- Genre: Rock, pop, rap, soul, R&B
- Dates: October 10, 2010
- Location: Beijing
- Years active: 2010
- Founders: United Nations and Chinese government
- Website: Show of Peace Concert

= Show of Peace Concert =

Show of Peace Concert was a planned global peace concert that gained support from celebrities, musicians and World Leaders. The concert, was to be held at the Bird's Nest Stadium in Beijing, China on October 10, 2010. It was predicted to be the largest globally televised concert event in the history of The People's Republic of China, with support from the United Nations and Chinese Government. The official slogan for the concert was "Peace = Green + No War + Water + Food + Health + Education."

==Overview==
The International Show of Peace Concert was scheduled to be held during the week of the 40th anniversary of Earth Day to focus on peace through music. The free concert, which was to be attended by 100,000 music fans and more than two billion people were estimated to tune in to it via television, radio and Internet, also aimed to bring awareness to China's national movement to protect the earth and promote "green" living. Rick Garson acted as the executive producer and promoter while Hamish Hamilton as the special director of the event.

==Major acts==
The supposed headline acts of the event included Jimmy Page, Aerosmith and Prince.
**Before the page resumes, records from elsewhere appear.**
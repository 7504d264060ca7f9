/// Version of a QR code, which determines its size.
#[derive(Debug, Copy, Clone, PartialEq, Eq, PartialOrd, Ord, Hash)]
#[repr(u8)]
#[rustfmt::skip]
pub enum Version {
    V01 =  1, V02 =  2, V03 =  3, V04 =  4, V05 =  5, V06 =  6, V07 =  7, V08 =  8, V09 =  9, V10 = 10,
    V11 = 11, V12 = 12, V13 = 13, V14 = 14, V15 = 15, V16 = 16, V17 = 17, V18 = 18, V19 = 19, V20 = 20,
    V21 = 21, V22 = 22, V23 = 23, V24 = 24, V25 = 25, V26 = 26, V27 = 27, V28 = 28, V29 = 29, V30 = 30,
    V31 = 31, V32 = 32, V33 = 33, V34 = 34, V35 = 35, V36 = 36, V37 = 37, V38 = 38, V39 = 39, V40 = 40,
}

impl Version {
    /// Construct a new version given its number. Valid version numbers are in the range 1..=40.
    /// # Example
    /// ```
    /// use qrtile_core::Version;
    /// assert!(Version::new(1).is_some());
    /// assert!(Version::new(0).is_none());
    /// assert!(Version::new(50).is_none());
    /// ```
    #[rustfmt::skip]
    pub const fn new(number: u8) -> Option<Self> {
        let version = match number {
             1 => Self::V01,  2 => Self::V02,  3 => Self::V03,  4 => Self::V04,  5 => Self::V05,  6 => Self::V06,  7 => Self::V07,  8 => Self::V08,  9 => Self::V09, 10 => Self::V10,
            11 => Self::V11, 12 => Self::V12, 13 => Self::V13, 14 => Self::V14, 15 => Self::V15, 16 => Self::V16, 17 => Self::V17, 18 => Self::V18, 19 => Self::V19, 20 => Self::V20,
            21 => Self::V21, 22 => Self::V22, 23 => Self::V23, 24 => Self::V24, 25 => Self::V25, 26 => Self::V26, 27 => Self::V27, 28 => Self::V28, 29 => Self::V29, 30 => Self::V30,
            31 => Self::V31, 32 => Self::V32, 33 => Self::V33, 34 => Self::V34, 35 => Self::V35, 36 => Self::V36, 37 => Self::V37, 38 => Self::V38, 39 => Self::V39, 40 => Self::V40,
            _ => return None,
        };
        Some(version)
    }

    /// Get the version number.
    /// # Example
    /// ```
    /// use qrtile_core::Version;
    /// assert_eq!(Version::V12.number(), 12);
    /// ```
    pub fn number(self) -> u8 {
        self as u8
    }

    /// Side of the symbol in modules, quiet zone excluded.
    /// # Example
    /// ```
    /// use qrtile_core::Version;
    /// assert_eq!(Version::V01.symbol_size(), 21);
    /// assert_eq!(Version::V40.symbol_size(), 177);
    /// ```
    pub fn symbol_size(self) -> usize {
        17 + self.number() as usize * 4
    }
}

impl std::fmt::Display for Version {
    fn fmt(&self, f: &mut std::fmt::Formatter<'_>) -> std::fmt::Result {
        write!(f, "V{}", self.number())
    }
}

/// Error correction level.
#[derive(Debug, Clone, Copy, PartialEq, Eq, PartialOrd, Ord, Hash, Default)]
pub enum Ecl {
    /// Low: 7% recovery rate.
    L,
    /// Medium: 15% recovery rate.
    M,
    /// Quartile: 25% recovery rate.
    Q,
    /// High: 30% recovery rate.
    #[default]
    H,
}

impl std::fmt::Display for Ecl {
    fn fmt(&self, f: &mut std::fmt::Formatter<'_>) -> std::fmt::Result {
        let letter = match self {
            Self::L => "L",
            Self::M => "M",
            Self::Q => "Q",
            Self::H => "H",
        };
        f.write_str(letter)
    }
}
//! Render QR codes as terminal text or images, with optional decorative blocks.
//!
//! ```
//! use qrtile::{Ecl, Encoder, SecurityType, WifiContent};
//! let code = Encoder::new()
//!     .with_content(WifiContent::new("TP-Link", "12345", SecurityType::Wpa, true))
//!     .with_ecl(Ecl::M)
//!     .build()
//!     .unwrap();
//! print!("{}", code.to_small_string());
//! ```

pub use qrtile_core::*;
pub use qrtile_encode::*;
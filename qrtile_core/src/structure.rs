use crate::BitMatrix;

/// Side of a finder pattern.
const FINDER_SIZE: usize = 7;
/// Offset and side of the solid square at the centre of a finder pattern.
const FINDER_CORE_OFFSET: usize = 2;
const FINDER_CORE_SIZE: usize = 3;
/// Row (and column) hosting the timing patterns.
const TIMING_POS: usize = 6;
/// Timing patterns start after a finder pattern and its separator.
const TIMING_START: usize = FINDER_SIZE + 1;

/// An atlas of the modules of a symbol that belong to the fixed structure of a QR code: the outer
/// ring and the centre square of the three finder patterns, and the timing patterns.
///
/// Those modules must never be restyled, otherwise scanners cannot locate the symbol. Coordinates
/// are relative to the symbol itself, without quiet zone.
///
/// Alignment patterns of versions 2 and above are not part of the atlas.
pub struct StructureAtlas {
    matrix: BitMatrix,
}

impl StructureAtlas {
    /// Create a new atlas for a symbol of `width` x `height` modules.
    pub fn new(width: usize, height: usize) -> Self {
        let mut matrix = BitMatrix::filled(width, height, false);
        if width < FINDER_SIZE || height < FINDER_SIZE {
            return Self { matrix };
        }

        // Finder patterns: keep the outer ring and the centre, release the ring in between.
        // There is no finder pattern in the bottom-right corner.
        for (x, y) in [
            (0, 0),
            (width - FINDER_SIZE, 0),
            (0, height - FINDER_SIZE),
        ] {
            matrix.fill(true, x, y, FINDER_SIZE, FINDER_SIZE);
            matrix.fill(false, x + 1, y + 1, FINDER_SIZE - 2, FINDER_SIZE - 2);
            matrix.fill(
                true,
                x + FINDER_CORE_OFFSET,
                y + FINDER_CORE_OFFSET,
                FINDER_CORE_SIZE,
                FINDER_CORE_SIZE,
            );
        }

        // Timing patterns run between the finder patterns' separators.
        if width > 2 * TIMING_START {
            matrix.fill(true, TIMING_START, TIMING_POS, width - 2 * TIMING_START, 1);
        }
        if height > 2 * TIMING_START {
            matrix.fill(true, TIMING_POS, TIMING_START, 1, height - 2 * TIMING_START);
        }

        Self { matrix }
    }

    /// Get the width of the atlas.
    #[inline]
    pub fn width(&self) -> usize {
        self.matrix.width()
    }

    /// Get the height of the atlas.
    #[inline]
    pub fn height(&self) -> usize {
        self.matrix.height()
    }

    /// Check whether position (`x`, `y`) is structural. Positions outside the symbol never are.
    /// # Example
    /// ```
    /// use qrtile_core::StructureAtlas;
    /// let atlas = StructureAtlas::new(21, 21);
    /// assert!(atlas.is_structural(0, 0));
    /// assert!(atlas.is_structural(3, 3));
    /// assert!(!atlas.is_structural(1, 1));
    /// assert!(!atlas.is_structural(20, 20));
    /// assert!(!atlas.is_structural(42, 0));
    /// ```
    #[inline]
    pub fn is_structural(&self, x: usize, y: usize) -> bool {
        self.matrix.get(x, y).unwrap_or(false)
    }
}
Other notable acts expected to play the main stages include Beyoncé, Goo Goo Dolls, Alicia Keys, Maroon 5, Ne-Yo, Kanye West, Christina Aguilera, Backstreet Boys, The Black Eyed Peas, Kelly Clarkson, Green Day, Jay-Z, Jennifer Lopez, Katy Perry, Usher, Mariah Carey, Coldplay, Lady Gaga, Red Hot Chili Peppers, Taylor Swift, Wonder Girls, Gwen Stefani, Orianthi and Justin Timberlake.